ACTIVITY — Return each line exactly as written. Begin with the first line of the entries and end with the line that has "the earlier handler.".

Stored dataset items

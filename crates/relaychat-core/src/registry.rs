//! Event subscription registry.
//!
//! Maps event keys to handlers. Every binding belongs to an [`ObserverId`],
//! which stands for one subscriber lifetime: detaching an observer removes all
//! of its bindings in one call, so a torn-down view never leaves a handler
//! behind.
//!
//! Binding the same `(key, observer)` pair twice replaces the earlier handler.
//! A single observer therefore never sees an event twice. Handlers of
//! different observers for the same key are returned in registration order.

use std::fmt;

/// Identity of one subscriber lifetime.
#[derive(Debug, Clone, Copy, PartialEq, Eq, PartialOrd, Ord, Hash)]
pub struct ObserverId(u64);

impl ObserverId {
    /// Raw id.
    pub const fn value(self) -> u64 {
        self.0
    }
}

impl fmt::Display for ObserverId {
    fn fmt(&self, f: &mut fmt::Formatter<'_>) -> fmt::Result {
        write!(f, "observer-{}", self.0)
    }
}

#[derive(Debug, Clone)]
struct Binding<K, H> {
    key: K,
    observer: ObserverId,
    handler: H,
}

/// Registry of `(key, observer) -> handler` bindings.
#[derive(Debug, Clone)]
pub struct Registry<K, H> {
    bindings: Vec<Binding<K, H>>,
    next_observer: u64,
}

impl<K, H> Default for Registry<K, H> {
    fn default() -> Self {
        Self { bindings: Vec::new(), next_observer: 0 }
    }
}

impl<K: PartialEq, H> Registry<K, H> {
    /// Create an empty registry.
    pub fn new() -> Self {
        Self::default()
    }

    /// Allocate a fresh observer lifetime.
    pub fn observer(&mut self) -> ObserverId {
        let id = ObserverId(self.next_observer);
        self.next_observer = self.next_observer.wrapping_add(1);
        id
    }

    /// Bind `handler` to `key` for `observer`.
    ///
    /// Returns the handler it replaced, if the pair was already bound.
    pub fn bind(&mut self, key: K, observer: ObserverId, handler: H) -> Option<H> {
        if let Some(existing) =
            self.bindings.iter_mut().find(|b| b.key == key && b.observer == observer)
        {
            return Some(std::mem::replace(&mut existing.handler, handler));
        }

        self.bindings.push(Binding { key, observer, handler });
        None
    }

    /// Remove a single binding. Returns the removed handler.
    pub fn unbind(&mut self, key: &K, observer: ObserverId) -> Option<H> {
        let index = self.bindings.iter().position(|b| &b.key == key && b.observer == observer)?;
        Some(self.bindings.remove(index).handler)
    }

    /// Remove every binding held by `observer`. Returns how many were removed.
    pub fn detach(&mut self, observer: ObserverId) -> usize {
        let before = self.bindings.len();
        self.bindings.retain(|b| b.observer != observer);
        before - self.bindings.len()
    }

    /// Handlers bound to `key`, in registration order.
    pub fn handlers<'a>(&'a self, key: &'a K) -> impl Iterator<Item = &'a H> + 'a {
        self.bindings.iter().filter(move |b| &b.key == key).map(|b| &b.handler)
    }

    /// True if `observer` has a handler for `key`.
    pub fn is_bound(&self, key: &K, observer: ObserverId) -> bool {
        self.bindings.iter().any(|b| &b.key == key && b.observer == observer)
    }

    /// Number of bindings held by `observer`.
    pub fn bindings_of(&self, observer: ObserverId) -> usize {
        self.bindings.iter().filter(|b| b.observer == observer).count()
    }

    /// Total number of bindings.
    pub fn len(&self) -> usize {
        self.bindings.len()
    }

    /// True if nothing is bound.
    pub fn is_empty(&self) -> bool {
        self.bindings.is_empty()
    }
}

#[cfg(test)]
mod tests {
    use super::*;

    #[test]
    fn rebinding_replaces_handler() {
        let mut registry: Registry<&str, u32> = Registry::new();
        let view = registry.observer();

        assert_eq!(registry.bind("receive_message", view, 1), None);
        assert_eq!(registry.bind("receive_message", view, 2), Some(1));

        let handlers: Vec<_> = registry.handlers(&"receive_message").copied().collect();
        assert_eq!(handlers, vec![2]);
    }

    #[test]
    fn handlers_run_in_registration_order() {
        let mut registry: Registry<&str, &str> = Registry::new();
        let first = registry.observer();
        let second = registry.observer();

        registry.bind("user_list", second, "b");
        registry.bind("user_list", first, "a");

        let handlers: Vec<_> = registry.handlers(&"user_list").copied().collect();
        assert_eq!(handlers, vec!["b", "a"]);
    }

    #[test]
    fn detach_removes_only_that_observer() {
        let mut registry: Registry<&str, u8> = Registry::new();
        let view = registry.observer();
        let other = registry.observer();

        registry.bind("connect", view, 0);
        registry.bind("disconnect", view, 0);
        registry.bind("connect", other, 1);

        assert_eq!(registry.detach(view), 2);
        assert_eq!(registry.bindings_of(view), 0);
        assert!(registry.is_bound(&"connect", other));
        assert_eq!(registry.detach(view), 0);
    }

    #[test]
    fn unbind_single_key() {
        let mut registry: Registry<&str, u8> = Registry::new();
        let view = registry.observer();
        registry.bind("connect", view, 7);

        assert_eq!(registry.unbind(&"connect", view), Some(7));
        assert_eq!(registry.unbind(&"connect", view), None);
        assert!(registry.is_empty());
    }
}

TASK OUTPUT —
filename crates/relaychat-core/src/registry.rs
//! Event subscription registry.
//!
//! Maps event keys to handlers. Every binding belongs to an [`ObserverId`],
//! which stands for one subscriber lifetime: detaching an observer removes all
//! of its bindings in one call, so a torn-down view never leaves a handler
//! behind.
//!
//! Binding the same `(key, observer)` pair twice replaces the earlier handler.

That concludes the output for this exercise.